Moth trap in operation

The webcam is positioned around 220 mm from the light table. It is configured to focus at this range and to use an exposure of around 130 ms. The light box is kept relatively dim simply to offer some contrast and most light comes from the ring light. I am using a white cotton pillowcase over the light table to provide an attractive landing surface for insects.

I’ve set the trap to come on automatically at 18:00 and turn off around 05:00. The cron settings are:

59 17 * * * python /home/pi/lighton.py
00 18 * * * motion
01 18 * * * /home/pi/setCamera.sh
00 05 * * * pkill motion
01 05 * * * python /home/pi/lightoff.py

At present I control the Raspberry Pi entirely through a PuTTY telnet connection and access the images by FTP through FileZilla.

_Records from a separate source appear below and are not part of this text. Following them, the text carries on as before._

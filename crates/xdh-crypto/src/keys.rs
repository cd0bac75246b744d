//! X25519 key types.
//!
//! [`X25519PrivateKey`] and [`X25519PublicKey`] each own one provider handle
//! and nothing else. All arithmetic and encoding happens in the
//! [`CryptoProvider`]; this module checks what goes in and what comes out.

use std::any::Any;
use std::fmt;

use subtle::ConstantTimeEq;
use zeroize::Zeroizing;

use crate::error::{CryptoError, Result, expect_key_size, provider_violation};
use crate::provider::{CryptoProvider, DalekProvider, X25519_KEY_SIZE};
use crate::serialization::{
    self, Encoding, KeySerializationEncryption, PrivateFormat, PublicFormat,
};

/// Curve25519/Curve448 algorithms sharing the RFC 8410 encoding family.
#[derive(Debug, Clone, Copy, PartialEq, Eq, Hash)]
pub enum KeyAlgorithm {
    X25519,
    X448,
    Ed25519,
    Ed448,
}

impl KeyAlgorithm {
    /// Final arc of the `1.3.101.x` object identifier.
    pub const fn oid_arc(self) -> u8 {
        match self {
            Self::X25519 => 110,
            Self::X448 => 111,
            Self::Ed25519 => 112,
            Self::Ed448 => 113,
        }
    }

    pub const fn from_oid_arc(arc: u8) -> Option<Self> {
        match arc {
            110 => Some(Self::X25519),
            111 => Some(Self::X448),
            112 => Some(Self::Ed25519),
            113 => Some(Self::Ed448),
            _ => None,
        }
    }

    /// Length of a raw public key for this algorithm.
    pub const fn public_key_size(self) -> usize {
        match self {
            Self::X25519 | Self::Ed25519 => 32,
            Self::X448 => 56,
            Self::Ed448 => 57,
        }
    }

    pub const fn name(self) -> &'static str {
        match self {
            Self::X25519 => "X25519",
            Self::X448 => "X448",
            Self::Ed25519 => "Ed25519",
            Self::Ed448 => "Ed448",
        }
    }
}

impl fmt::Display for KeyAlgorithm {
    fn fmt(&self, f: &mut fmt::Formatter<'_>) -> fmt::Result {
        f.write_str(self.name())
    }
}

/// Any public key this crate can hold.
///
/// [`X25519PrivateKey::exchange`] accepts this and downcasts, so keys loaded
/// from a SubjectPublicKeyInfo of another algorithm are rejected at runtime.
pub trait AsymmetricPublicKey: Send + Sync {
    fn algorithm(&self) -> KeyAlgorithm;

    fn as_any(&self) -> &dyn Any;
}

/// An X25519 public key (a Curve25519 u-coordinate).
#[derive(Clone)]
pub struct X25519PublicKey<P: CryptoProvider = DalekProvider> {
    provider: P,
    pub(crate) handle: P::PublicHandle,
}

impl X25519PublicKey {
    /// Load a public key from its 32 raw bytes.
    pub fn from_public_bytes(data: &[u8]) -> Result<Self> {
        Self::from_public_bytes_with(DalekProvider, data)
    }
}

impl<P: CryptoProvider> X25519PublicKey<P> {
    pub fn from_public_bytes_with(provider: P, data: &[u8]) -> Result<Self> {
        let raw = raw_key_bytes(data)?;
        let handle = provider.public_from_raw(raw)?;
        Ok(Self { provider, handle })
    }

    /// Serialize the public key.
    ///
    /// `Encoding::Raw` and `PublicFormat::Raw` go together and yield the
    /// 32-byte u-coordinate. Anything else is handed to the provider's
    /// structured encoder.
    pub fn public_bytes(&self, encoding: Encoding, format: PublicFormat) -> Result<Vec<u8>> {
        if serialization::wants_raw_public(encoding, format)? {
            return self.raw_public_bytes();
        }
        self.provider
            .export_public_encoded(&self.handle, encoding, format)
    }

    /// The raw 32-byte public point.
    pub fn public_bytes_raw(&self) -> Result<[u8; X25519_KEY_SIZE]> {
        let raw = self.raw_public_bytes()?;
        Ok(*expect_key_size(&raw, "raw public key"))
    }

    pub fn provider(&self) -> &P {
        &self.provider
    }

    fn raw_public_bytes(&self) -> Result<Vec<u8>> {
        let raw = self.provider.export_raw_public(&self.handle)?;
        expect_key_size::<X25519_KEY_SIZE>(&raw, "raw public key");
        Ok(raw)
    }
}

impl<P: CryptoProvider> AsymmetricPublicKey for X25519PublicKey<P> {
    fn algorithm(&self) -> KeyAlgorithm {
        KeyAlgorithm::X25519
    }

    fn as_any(&self) -> &dyn Any {
        self
    }
}

impl<P: CryptoProvider> PartialEq for X25519PublicKey<P> {
    fn eq(&self, other: &Self) -> bool {
        match (self.public_bytes_raw(), other.public_bytes_raw()) {
            (Ok(a), Ok(b)) => a.as_slice().ct_eq(b.as_slice()).into(),
            _ => false,
        }
    }
}

impl<P: CryptoProvider> Eq for X25519PublicKey<P> {}

impl<P: CryptoProvider> fmt::Debug for X25519PublicKey<P> {
    fn fmt(&self, f: &mut fmt::Formatter<'_>) -> fmt::Result {
        f.debug_struct("X25519PublicKey")
            .field("bytes", &hex_or_unavailable(self.public_bytes_raw()))
            .field("provider", &self.provider.name())
            .finish()
    }
}

/// An X25519 private key (a 32-byte Curve25519 scalar).
#[derive(Clone)]
pub struct X25519PrivateKey<P: CryptoProvider = DalekProvider> {
    provider: P,
    pub(crate) handle: P::PrivateHandle,
}

impl X25519PrivateKey {
    /// Generate a new private key from the OS random source.
    pub fn generate() -> Self {
        Self::generate_with(DalekProvider)
    }

    /// Load a private key from its 32 raw bytes.
    pub fn from_private_bytes(data: &[u8]) -> Result<Self> {
        Self::from_private_bytes_with(DalekProvider, data)
    }
}

impl<P: CryptoProvider> X25519PrivateKey<P> {
    pub fn generate_with(provider: P) -> Self {
        let handle = provider.generate_private();
        tracing::debug!(provider = provider.name(), "generated X25519 private key");
        Self { provider, handle }
    }

    pub fn from_private_bytes_with(provider: P, data: &[u8]) -> Result<Self> {
        let raw = raw_key_bytes(data)?;
        let handle = provider.private_from_raw(raw)?;
        Ok(Self { provider, handle })
    }

    /// Derive the matching public key.
    ///
    /// Recomputed from the private handle on every call.
    ///
    /// # Panics
    ///
    /// If the provider cannot derive the public key of a handle it built.
    pub fn public_key(&self) -> X25519PublicKey<P> {
        match self.provider.derive_public_from_private(&self.handle) {
            Ok(handle) => X25519PublicKey {
                provider: self.provider.clone(),
                handle,
            },
            Err(e) => provider_violation(&format!("public key derivation failed: {e}")),
        }
    }

    /// Serialize the private key.
    ///
    /// The raw form requires `Encoding::Raw`, `PrivateFormat::Raw` and
    /// [`KeySerializationEncryption::NoEncryption`] together.
    pub fn private_bytes(
        &self,
        encoding: Encoding,
        format: PrivateFormat,
        encryption: &KeySerializationEncryption,
    ) -> Result<Zeroizing<Vec<u8>>> {
        if serialization::wants_raw_private(encoding, format, encryption)? {
            return self.raw_private_bytes();
        }
        self.provider
            .export_private_encoded(&self.handle, encoding, format, encryption)
    }

    /// The raw 32-byte scalar.
    pub fn private_bytes_raw(&self) -> Result<Zeroizing<[u8; X25519_KEY_SIZE]>> {
        let raw = self.raw_private_bytes()?;
        Ok(Zeroizing::new(*expect_key_size(&raw, "raw private key")))
    }

    pub fn provider(&self) -> &P {
        &self.provider
    }

    fn raw_private_bytes(&self) -> Result<Zeroizing<Vec<u8>>> {
        let raw = self.provider.export_raw_private(&self.handle)?;
        expect_key_size::<X25519_KEY_SIZE>(&raw, "raw private key");
        Ok(raw)
    }
}

impl<P: CryptoProvider> fmt::Debug for X25519PrivateKey<P> {
    fn fmt(&self, f: &mut fmt::Formatter<'_>) -> fmt::Result {
        let public = self
            .provider
            .derive_public_from_private(&self.handle)
            .and_then(|handle| self.provider.export_raw_public(&handle));
        f.debug_struct("X25519PrivateKey")
            .field("public", &hex_or_unavailable(public))
            .field("secret", &"[REDACTED]")
            .finish()
    }
}

fn hex_or_unavailable<T: AsRef<[u8]>>(bytes: Result<T>) -> String {
    bytes.map_or_else(|_| "<unavailable>".to_owned(), hex::encode)
}

fn raw_key_bytes(data: &[u8]) -> Result<&[u8; X25519_KEY_SIZE]> {
    <&[u8; X25519_KEY_SIZE]>::try_from(data).map_err(|_| CryptoError::InvalidKeyLength {
        expected: X25519_KEY_SIZE,
        actual: data.len(),
    })
}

I plan to automate transfer of the images to a computer so they can be processed each day.

Right now, it’s winter in Canberra, often reaching below freezing for some of the night, so there are relatively few insects. I’ve uploaded some examples (including a number captured only at HD resolution) to iNaturalist.

The trap is now more or less ready for collecting what I hope will be many thousands of images in the warmer months.

Results

The MCC-trap software has not been trained for Australian moths, but this video is a test of how it works with the set of images collected overnight, 3/4 June 2021:

ArabaAMT-20210604

For the coming months, the trap will operate as a wildlife camera trap. I will segment the images, add identifications and build training sets for classifying the commoner species here. I’d like to get to the stage where I could even fully automate some records being submitted to iNaturalist.

As can be seen in the video, the out-of-the-box processing selects a fair number of background areas and misses some insects. It may be useful for me to spend some time training a model first to distinguish between things that interest me (insects and other animals) and things that don’t (shadows, blurs, etc.). This should simplify extraction of the segmented images for training an identification model.